The dataset subclasses LeRobotDataset, so it plugs into:
- the upstream training factory
EpisodeAwareSampler- any code that does
isinstance(ds, LeRobotDataset)
Sources¶
Three constructor entry points:
- Local directory
- Hugging Face Hub (uses your
HF_TOKENif set): - Cloud URI (S3 / GCS / HF Buckets):
GPU NVJPEG decode¶
decode_device picks where the JPEG decode happens:
"auto"(default) —"cuda"if available, else"cpu"."cuda"— explicit GPU decode. NVJPEG is typically ~10× faster than libjpeg-turbo and tensors land on the GPU directly (no H2D copy)."cpu"— explicit CPU decode. Useful for apples-to-apples comparisons or when GPU memory is tight.
LeRobotLanceDataset(root="./pusht_lance", decode_device="cuda")
LeRobotLanceDataset(root="./pusht_lance", decode_device="cpu")
delta_timestamps¶
Same API as upstream. Multiple timestamps per camera are batched into a single decode:
ds = LeRobotLanceDataset(
root="./pusht_lance",
delta_timestamps={
"observation.image": [-0.1, -0.05, 0.0],
"observation.state": [-0.1, -0.05, 0.0],
"action": [0.0, 0.05, 0.1, 0.15, 0.2],
},
)
Quality knobs at conversion time¶
JPEG is lossy. Two knobs let you trade size for fidelity:
--jpeg-quality(default 95). Higher = larger files, fewer artifacts.--jpeg-subsampling(default 2 = 4:2:0).
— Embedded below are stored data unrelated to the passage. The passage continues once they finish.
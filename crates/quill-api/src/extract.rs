use axum::{
    Json,
    extract::{FromRequest, Request, rejection::JsonRejection},
};
use tracing::debug;

use crate::error::ApiError;

/// `Json<T>` whose rejections come back as a 400 `{"message"}` body instead
/// of axum's plain-text 415/422.
pub struct ApiJson<T>(pub T);

impl<S, T> FromRequest<S> for ApiJson<T>
where
    Json<T>: FromRequest<S, Rejection = JsonRejection>,
    S: Send + Sync,
{
    type Rejection = ApiError;

    async fn from_request(req: Request, state: &S) -> Result<Self, Self::Rejection> {
        match Json::<T>::from_request(req, state).await {
            Ok(Json(value)) => Ok(Self(value)),
            Err(rejection) => {
                debug!("Rejected JSON body: {}", rejection.body_text());
                Err(ApiError::BadRequest(rejection.body_text()))
            }
        }
    }
}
Set to 0 for 4:4:4 chroma (no subsampling, near-lossless when combined with--jpeg-quality=100).
See Conversion for the CLI flags, and Benchmarks for what each setting costs and buys.
If you need bit-exact pixels on a dtype=video source, prefer the video format — JPEG quality settings get close, but the video format actually matches upstream bit-for-bit.
Cloud auth¶
The reader picks up credentials from the standard environment:
- S3 —
AWS_ACCESS_KEY_ID,AWS_SECRET_ACCESS_KEY,AWS_REGION - GCS —
GOOGLE_APPLICATION_CREDENTIALS - HF Hub —
HF_TOKEN(orhuggingface-cli login)
Lance does byte-range fetches on demand — no full-dataset download.
Spawn-mode workers¶
Lance forces multiprocessing.set_start_method("spawn") on import (necessary for safe fork-mode behavior).
What this means in practice:
- Launch your training script from a real file, not
python -cor a REPL. - DataLoader
num_workers > 0withpersistent_workers=Trueworks as expected.